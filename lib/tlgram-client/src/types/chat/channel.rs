// Copyright 2020 - developers of the `tlgram` project.
//
// Licensed under the Apache License, Version 2.0 <LICENSE-APACHE or
// https://www.apache.org/licenses/LICENSE-2.0> or the MIT license
// <LICENSE-MIT or https://opensource.org/licenses/MIT>, at your
// option. This file may not be copied, modified, or distributed
// except according to those terms.
use tlgram_session::{PackedChat, PackedType};
use tlgram_tl_types as tl;
use std::fmt;

/// A broadcast channel.
///
/// In a broadcast channel, only administrators can broadcast messages to all the subscribers.
/// The rest of users can only join and see messages.
///
/// Broadcast channels and megagroups both are treated as "channels" by Telegram's API, but
/// this variant will always represent a broadcast channel. The only difference between a
/// broadcast channel and a megagroup are the permissions (default, and available).
#[derive(Clone)]
pub struct Channel {
    pub raw: tl::types::Channel,
}

impl fmt::Debug for Channel {
    fn fmt(&self, f: &mut fmt::Formatter<'_>) -> fmt::Result {
        self.raw.fmt(f)
    }
}

impl Channel {
    pub fn from_raw(chat: tl::enums::Chat) -> Self {
        use tl::enums::Chat as C;

        match chat {
            C::Empty(_) | C::Chat(_) | C::Forbidden(_) => panic!("cannot create from group chat"),
            C::Channel(channel) => {
                if channel.broadcast {
                    Self { raw: channel }
                } else {
                    panic!("tried to create broadcast channel from megagroup");
                }
            }
            C::ChannelForbidden(channel) => {
                if channel.broadcast {
                    // TODO store until_date
                    Self {
                        raw: tl::types::Channel {
                            creator: false,
                            left: false,
                            broadcast: channel.broadcast,
                            verified: false,
                            megagroup: channel.megagroup,
                            restricted: false,
                            signatures: false,
                            min: false,
                            scam: false,
                            has_link: false,
                            has_geo: false,
                            slowmode_enabled: false,
                            call_active: false,
                            call_not_empty: false,
                            fake: false,
                            gigagroup: false,
                            noforwards: false,
                            join_request: false,
                            forum: false,
                            stories_hidden: false,
                            stories_hidden_min: false,
                            stories_unavailable: true,
                            signature_profiles: false,
                            join_to_send: false,
                            id: channel.id,
                            access_hash: Some(channel.access_hash),
                            title: channel.title,
                            username: None,
                            photo: tl::enums::ChatPhoto::Empty,
                            date: 0,
                            restriction_reason: None,
                            admin_rights: None,
                            banned_rights: None,
                            default_banned_rights: None,
                            participants_count: None,
                            usernames: None,
                            stories_max_id: None,
                            color: None,
                            profile_color: None,
                            emoji_status: None,
                            level: None,
                            subscription_until_date: None,
                        },
                    }
                } else {
                    panic!("tried to create broadcast channel from megagroup");
                }
            }
        }
    }

    /// Return the unique identifier for this channel.
    pub fn id(&self) -> i64 {
        self.raw.id
    }

    /// Pack this channel into a smaller representation that can be loaded later.
    pub fn pack(&self) -> PackedChat {
        PackedChat {
            ty: if self.raw.gigagroup {
                PackedType::Gigagroup
            } else {
                PackedType::Broadcast
            },
            id: self.id(),
            access_hash: self.raw.access_hash,
        }
    }

    /// Return the title of this channel.
    pub fn title(&self) -> &str {
        self.raw.title.as_str()
    }

    /// Return the public @username of this channel, if any.
    ///
    /// The returned username does not contain the "@" prefix.
    ///
    /// Outside of the application, people may link to this user with one of Telegram's URLs, such
    /// as https://t.me/username.
    pub fn username(&self) -> Option<&str> {
        self.raw.username.as_deref()
    }

    /// Return collectible usernames of this chat, if any.
    ///
    /// The returned usernames do not contain the "@" prefix.
    ///
    /// Outside of the application, people may link to this user with one of its username, such
    /// as https://t.me/username.
    pub fn usernames(&self) -> Vec<&str> {
        self.raw
            .usernames
            .as_deref()
            .map_or(Vec::new(), |usernames| {
                usernames
                    .iter()
                    .map(|username| match username {
                        tl::enums::Username::Username(username) => username.username.as_ref(),
                    })
                    .collect()
            })
    }

    /// Return the photo of this channel, if any.
    pub fn photo(&self) -> Option<&tl::types::ChatPhoto> {
        match &self.raw.photo {
            tl::enums::ChatPhoto::Empty => None,
            tl::enums::ChatPhoto::Photo(photo) => Some(photo),
        }
    }

    /// Return the permissions of the logged-in user in this channel.
    pub fn admin_rights(&self) -> Option<&tl::types::ChatAdminRights> {
        match &self.raw.admin_rights {
            Some(tl::enums::ChatAdminRights::Rights(rights)) => Some(rights),
            None if self.raw.creator => Some(&tl::types::ChatAdminRights {
                add_admins: true,
                other: true,
                change_info: true,
                post_messages: true,
                anonymous: false,
                ban_users: true,
                delete_messages: true,
                edit_messages: true,
                invite_users: true,
                manage_call: true,
                pin_messages: true,
                manage_topics: true,
                post_stories: true,
                edit_stories: true,
                delete_stories: true,
            }),
            None => None,
        }
    }
}

impl From<Channel> for PackedChat {
    fn from(chat: Channel) -> Self {
        chat.pack()
    }
}

impl From<&Channel> for PackedChat {
    fn from(chat: &Channel) -> Self {
        chat.pack()
    }
}
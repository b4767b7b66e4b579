// Copyright 2024 - developers of the `tlgram` project.
//
// Licensed under the Apache License, Version 2.0 <LICENSE-APACHE or
// https://www.apache.org/licenses/LICENSE-2.0> or the MIT license
// <LICENSE-MIT or https://opensource.org/licenses/MIT>, at your
// option. This file may not be copied, modified, or distributed
// except according to those terms.

use super::Client;

impl Client {
    /// Provide access to the packed chat by ID using the "chat hash cache"
    /// maintained by the client.
    ///
    /// ## Warning
    ///
    /// Note that this is merely in-memory cache, and all the cached data
    /// is lost upon program termination. Relying on this cache is thus only
    /// advised when the program does not use session persistence, and will
    /// reload and process the whole updates history from scratch every time
    /// it runs - as only then the cache will be fully seeded with the data
    /// for all the chats.
    pub fn packed_by_id(&self, id: i64) -> Option<tlgram_session::PackedChat> {
        self.chat_hashes.get(id)
    }
}
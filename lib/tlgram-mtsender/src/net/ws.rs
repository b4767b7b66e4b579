// Copyright 2020 - developers of the `tlgram` project.
//
// Licensed under the Apache License, Version 2.0 <LICENSE-APACHE or
// https://www.apache.org/licenses/LICENSE-2.0> or the MIT license
// <LICENSE-MIT or https://opensource.org/licenses/MIT>, at your
// option. This file may not be copied, modified, or distributed
// except according to those terms.

use futures_util::TryFutureExt;
use log::info;

use super::ServerAddr;

type WsIo = async_io_stream::IoStream<ws_stream_wasm::WsStreamIo, Vec<u8>>;
pub type ReadHalf<'a> = tokio::io::ReadHalf<&'a mut WsIo>;
pub type WriteHalf<'a> = tokio::io::WriteHalf<&'a mut WsIo>;

pub struct NetStream(WsIo);

impl NetStream {
    pub(crate) fn split(&mut self) -> (ReadHalf, WriteHalf) {
        tokio::io::split(&mut self.0)
    }

    pub(crate) async fn connect(addr: &ServerAddr) -> Result<Self, std::io::Error> {
        info!("connecting...");
        match addr {
            ServerAddr::Ws { address } => {
                let (_, wsio) = ws_stream_wasm::WsMeta::connect(address, Some(["binary"].to_vec()))
                    .map_err(|err| {
                        std::io::Error::new(
                            std::io::ErrorKind::ConnectionRefused,
                            format!("failed to connect to websocket: {}", err),
                        )
                    })
                    .await?;

                Ok(Self(wsio.into_io()))
            }
        }
    }
}
// Copyright 2020 - developers of the `tlgram` project.
//
// Licensed under the Apache License, Version 2.0 <LICENSE-APACHE or
// https://www.apache.org/licenses/LICENSE-2.0> or the MIT license
// <LICENSE-MIT or https://opensource.org/licenses/MIT>, at your
// option. This file may not be copied, modified, or distributed
// except according to those terms.
use std::fmt;
use std::str::FromStr;

use crate::errors::ParamParseError;

/// Data attached to parameters conditional on flags.
#[derive(Debug, PartialEq)]
pub struct Flag {
    /// The name of the parameter containing the flags in its bits.
    pub name: String,

    /// The bit index used by this flag inside the flags parameter.
    pub index: usize,
}

impl fmt::Display for Flag {
    fn fmt(&self, f: &mut fmt::Formatter<'_>) -> fmt::Result {
        write!(f, "{}.{}", self.name, self.index)
    }
}

impl FromStr for Flag {
    type Err = ParamParseError;

    /// Parses a flag.
    ///
    /// # Examples
    ///
    /// ```
    /// use tlgram_tl_parser::tl::Flag;
    ///
    /// assert!("flags.1".parse::<Flag>().is_ok());
    /// ```
    fn from_str(ty: &str) -> Result<Self, Self::Err> {
        if let Some(dot_pos) = ty.find('.') {
            Ok(Flag {
                name: ty[..dot_pos].into(),
                index: ty[dot_pos + 1..]
                    .parse()
                    .map_err(|_| ParamParseError::InvalidFlag)?,
            })
        } else {
            Err(ParamParseError::InvalidFlag)
        }
    }
}
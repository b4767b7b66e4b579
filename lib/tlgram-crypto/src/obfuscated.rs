// Copyright 2020 - developers of the `tlgram` project.
//
// Licensed under the Apache License, Version 2.0 <LICENSE-APACHE or
// https://www.apache.org/licenses/LICENSE-2.0> or the MIT license
// <LICENSE-MIT or https://opensource.org/licenses/MIT>, at your
// option. This file may not be copied, modified, or distributed
// except according to those terms.

use aes::cipher::{generic_array::GenericArray, KeyIvInit, StreamCipher};

/// This implements the AES-256-CTR cipher used by Telegram to encrypt data
/// when using the obfuscated transport.
///
/// You're not supposed to use this directly, You're probably looking for the
/// actual implementation in `tlgram-mtproto`.
pub struct ObfuscatedCipher {
    rx: ctr::Ctr128BE<aes::Aes256>,
    tx: ctr::Ctr128BE<aes::Aes256>,
}

impl ObfuscatedCipher {
    pub fn new(init: &[u8; 64]) -> Self {
        let init_rev = init.iter().copied().rev().collect::<Vec<_>>();
        Self {
            rx: ctr::Ctr128BE::<aes::Aes256>::new(
                GenericArray::from_slice(&init_rev[8..40]),
                GenericArray::from_slice(&init_rev[40..56]),
            ),
            tx: ctr::Ctr128BE::<aes::Aes256>::new(
                GenericArray::from_slice(&init[8..40]),
                GenericArray::from_slice(&init[40..56]),
            ),
        }
    }

    pub fn encrypt(&mut self, buffer: &mut [u8]) {
        self.tx.apply_keystream(buffer);
    }

    pub fn decrypt(&mut self, buffer: &mut [u8]) {
        self.rx.apply_keystream(buffer);
    }
}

_ _ _ _ _ _ _

◆ DIRECTIONS FOR THIS TASK ◆
If a line of the entries contains the string "Outside", it counts; report how many such lines there are, as a bare number.

◆ SOLUTION FOR THIS EXERCISE ◆
2